On raconte que Roald Dahl était très grand. L’auteur pour enfants le plus apprécié de la jeunesse anglo-saxonne était pilote de chasse lors de la Seconde Guerre mondiale. Il survola la Libye, l’Irak et Nairobi avant d’écrire, à partir de la fin des années 1940, des textes qui, depuis, n’ont cessé de hanter le cinéma, des Gremlins (Joe Dante) à Charlie et la chocolaterie (Tim Burton). Sa taille le contraignait à se plier en deux pour entrer dans le cockpit.
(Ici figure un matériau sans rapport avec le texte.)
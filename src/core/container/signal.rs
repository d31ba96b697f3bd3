use crate::core::NodeValue;
use crate::core::container::{Tracer, Traversal};
use crate::core::error::CallbackError;
use crate::core::node::SignalNode;
use crate::core::telemetry::{ExecutionContext, NodeEvent, Telemetry};
use crate::core::tree::{FeatureTree, NodeId};
use std::sync::Arc;
use uuid::Uuid;

/// Walks the signal tree, one node step per [`advance`](SignalContainer::advance).
pub struct SignalContainer {
    tree: FeatureTree<SignalNode>,
    traversal: Traversal,
    aborting: bool,
    finished: bool,
    reported: bool,
    tracer: Tracer,
}

impl SignalContainer {
    pub fn new(tree: FeatureTree<SignalNode>) -> Self {
        let traversal = Traversal::start(&tree);
        Self {
            tree,
            traversal,
            aborting: false,
            finished: false,
            reported: false,
            tracer: Tracer::new(ExecutionContext::Signal),
        }
    }

    pub fn with_telemetry(mut self, telemetry: Arc<dyn Telemetry>, run_id: Uuid) -> Self {
        self.tracer.attach(telemetry, run_id);
        self
    }

    pub fn run_id(&self) -> Uuid {
        self.tracer.run_id()
    }

    pub fn tree(&self) -> &FeatureTree<SignalNode> {
        &self.tree
    }

    pub fn cursor(&self) -> Option<NodeId> {
        if self.finished {
            return None;
        }
        self.traversal.cursor()
    }

    pub fn current(&self) -> Option<&SignalNode> {
        self.cursor().map(|id| &self.tree[id])
    }

    pub fn is_finished(&self) -> bool {
        self.finished
    }

    /// The current node expects `advance(true)`: a response or a settle is outstanding.
    pub fn is_waiting(&self) -> bool {
        self.current().is_some_and(SignalNode::is_waiting)
    }

    /// Runs one step of the node under the cursor.
    ///
    /// Returns `true` exactly once, on the call that exhausts the tree (or
    /// stops it after [`abort`](SignalContainer::abort)). A callback error
    /// stops the container and is returned to the caller.
    pub fn advance(&mut self) -> Result<bool, CallbackError> {
        if self.finished {
            return Ok(self.report());
        }
        let Some(id) = self.traversal.cursor() else {
            return Ok(self.finish());
        };
        if self.aborting && !self.tree[id].is_waiting() {
            return Ok(self.finish());
        }

        let node = &mut self.tree[id];
        let wait_for_response = node.is_waiting();
        let outcome = match node.advance(wait_for_response) {
            Ok(outcome) => outcome,
            Err(err) => {
                log::error!("signal run {} stopped: {}", self.tracer.run_id(), err);
                self.finished = true;
                self.reported = true;
                return Err(err);
            }
        };
        if !outcome.complete {
            return Ok(false);
        }
        let result = outcome.result.unwrap_or(NodeValue::Null);
        Ok(self.complete(id, result))
    }

    /// Stops traversal once the current node's in-flight step resolves.
    pub fn abort(&mut self) {
        if !self.finished && !self.aborting {
            log::info!("signal run {} aborting", self.tracer.run_id());
            self.aborting = true;
        }
    }

    /// Resolves the current node's outstanding response with `value`.
    ///
    /// Returns whether a response was pending.
    pub fn force_response(&mut self, value: NodeValue) -> bool {
        let Some(id) = self.cursor() else {
            return false;
        };
        let node = &mut self.tree[id];
        let Some(outcome) = node.force_response(value) else {
            return false;
        };
        let result = outcome.result.unwrap_or(NodeValue::Null);
        self.tracer
            .record(self.tree[id].name(), NodeEvent::ResponseForced, result.clone());
        self.complete(id, result);
        true
    }

    fn complete(&mut self, id: NodeId, result: NodeValue) -> bool {
        let name = self.tree[id].name();
        log::debug!("signal node '{}' ({}) complete", name, id);
        self.tracer.record(name, NodeEvent::StepComplete, result);
        if self.aborting {
            return self.finish();
        }
        self.traversal.step_past(&self.tree, id);
        if self.traversal.cursor().is_none() {
            return self.finish();
        }
        false
    }

    fn finish(&mut self) -> bool {
        if !self.finished {
            self.finished = true;
            log::info!("signal run {} finished", self.tracer.run_id());
        }
        self.report()
    }

    fn report(&mut self) -> bool {
        let first = !self.reported;
        self.reported = true;
        first
    }
}

#[cfg(test)]
mod tests {
    use super::*;
    use crate::core::error::FeatureError;
    use crate::core::node::{NodeOptions, SignalLogic};
    use crate::core::telemetry::MemoryTelemetry;
    use serde_json::json;
    use std::sync::Mutex;

    type Log = Arc<Mutex<Vec<String>>>;

    struct Step {
        label: &'static str,
        log: Log,
        acks_after: usize,
        polls: usize,
    }

    impl SignalLogic for Step {
        fn main(&mut self) -> Result<NodeValue, FeatureError> {
            self.log.lock().unwrap().push(format!("{}.main", self.label));
            Ok(json!(self.label))
        }

        fn response(&mut self) -> Result<Option<NodeValue>, FeatureError> {
            self.polls += 1;
            self.log.lock().unwrap().push(format!("{}.response", self.label));
            Ok((self.polls >= self.acks_after).then(|| json!("ok")))
        }
    }

    fn step(tree: &mut FeatureTree<SignalNode>, log: &Log, label: &'static str, options: NodeOptions) -> NodeId {
        let logic = Step {
            label,
            log: log.clone(),
            acks_after: 2,
            polls: 0,
        };
        tree.insert(SignalNode::new(label, options, logic))
    }

    /// a(response) with child b -> c -> d
    fn staged_tree(log: &Log) -> FeatureTree<SignalNode> {
        let mut tree = FeatureTree::new();
        let a = step(&mut tree, log, "a", NodeOptions::default().needs_response());
        let b = step(&mut tree, log, "b", NodeOptions::default());
        let c = step(&mut tree, log, "c", NodeOptions::default().device_related());
        let d = step(&mut tree, log, "d", NodeOptions::default());
        tree.set_child(a, Some(b));
        tree.set_sibling(b, Some(c));
        tree.set_sibling(c, Some(d));
        tree.set_root(Some(a));
        tree
    }

    #[test]
    fn test_response_unlocks_child_sequence() {
        let log = Log::default();
        let telemetry = Arc::new(MemoryTelemetry::new());
        let mut container = SignalContainer::new(staged_tree(&log)).with_telemetry(telemetry.clone(), Uuid::new_v4());

        let mut completions = 0;
        for _ in 0..20 {
            if container.advance().unwrap() {
                completions += 1;
            }
        }
        assert_eq!(completions, 1);
        assert!(container.is_finished());
        assert_eq!(
            *log.lock().unwrap(),
            vec!["a.main", "a.response", "a.response", "b.main", "c.main", "d.main"]
        );
        assert_eq!(
            telemetry.nodes(ExecutionContext::Signal, NodeEvent::StepComplete),
            vec!["a", "b", "c", "d"]
        );
    }

    #[test]
    fn test_empty_tree_finishes_on_first_advance() {
        let mut container = SignalContainer::new(FeatureTree::new());
        assert!(container.advance().unwrap());
        assert!(!container.advance().unwrap());
    }

    #[test]
    fn test_abort_waits_for_in_flight_response() {
        let log = Log::default();
        let mut container = SignalContainer::new(staged_tree(&log));
        assert!(!container.advance().unwrap());
        assert!(container.is_waiting());

        container.abort();
        assert!(!container.advance().unwrap());
        assert!(container.advance().unwrap());
        assert!(container.is_finished());
        assert_eq!(*log.lock().unwrap(), vec!["a.main", "a.response", "a.response"]);
    }

    #[test]
    fn test_abort_between_steps_stops_immediately() {
        let log = Log::default();
        let mut container = SignalContainer::new(staged_tree(&log));
        for _ in 0..4 {
            container.advance().unwrap();
        }
        assert_eq!(container.current().map(SignalNode::name), Some("c"));
        container.abort();
        assert!(container.advance().unwrap());
        assert!(!log.lock().unwrap().contains(&"c.main".to_string()));
    }

    #[test]
    fn test_force_response_moves_cursor_on() {
        let log = Log::default();
        let mut container = SignalContainer::new(staged_tree(&log));
        container.advance().unwrap();
        assert!(container.force_response(json!({"error": "timeout"})));
        assert_eq!(container.current().map(SignalNode::name), Some("b"));
        assert!(!container.force_response(json!(null)));
    }

    #[test]
    fn test_callback_error_stops_container() {
        struct Broken;
        impl SignalLogic for Broken {
            fn main(&mut self) -> Result<NodeValue, FeatureError> {
                Err("daq underrun".into())
            }
        }
        let mut tree = FeatureTree::new();
        let id = tree.insert(SignalNode::new("waveform", NodeOptions::default(), Broken));
        tree.set_root(Some(id));
        let mut container = SignalContainer::new(tree);

        let err = container.advance().unwrap_err();
        assert_eq!(err.node, "waveform");
        assert!(container.is_finished());
        assert!(!container.advance().unwrap());
    }
}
Exactement l’inverse du journaliste qui, un matin frais de février, se rendait dans la banlieue londonienne, plus exactement dans un ancien dock, pour se perdre au milieu d’une suite infinie de plateaux. Chacun créant à des dimensions naines un monde, une lande, des fermes, des souterrains, une colline avec un arbre centenaire. Wes Anderson, le cinéaste américain connu pour l’élégance de son humour pince-sans-rire et la précision machiavélique de sa mise en scène, y tourne son cinquième long métrage, succédant avec bravoure à une trilogie sans faute : le désespoir stylé de La Famille Tenenbaum, l’hilarante épopée en bonnet Cousteau La Vie aquatique et la sagesse indienne profanée d’A bord du Darjeeling Limited.
Le film s’intitule Fantastic Mr. Fox et s’inspire de soixante-dix pages écrites par Roald Dahl en 1969, soit l’année même où Wes Anderson naissait, à Houston, Texas. Le texte est un monument en Angleterre (Mike Scott et Nikki Sudden ont chanté Mister Fox). Sur le plateau on se sent tout petit. Il est connu que sur un tournage, on ne voit rien. On identifie le cinéaste, et avec chance on papotera avec les acteurs. Mais ici ni George Clooney, ni Meryl Streep, ni Jason Schwartzman, ni Bill Murray, ni Jarvis Cocker ne sont visibles. Leurs noms figurent sur l’affiche pour leurs voix. Les corps qu’ils accompagnent sont des avatars animaliers : Fantastic Mr. Fox est un film d’animation, tourné non pas en 3D numérique mais en stop motion. Image par image, macrogeste par macrogeste, avec de minuscules poupées. L’intégralité des décors, le design des figures s’inspirent des dessins originaux exécutés d’un trait ligne claire par l’immense Donald Chaffin, illustrateur attitré des éditions originales de Roald Dahl. Cette même édition qui marqua tant Wes Anderson lorsqu’il lut le livre dans sa prime enfance.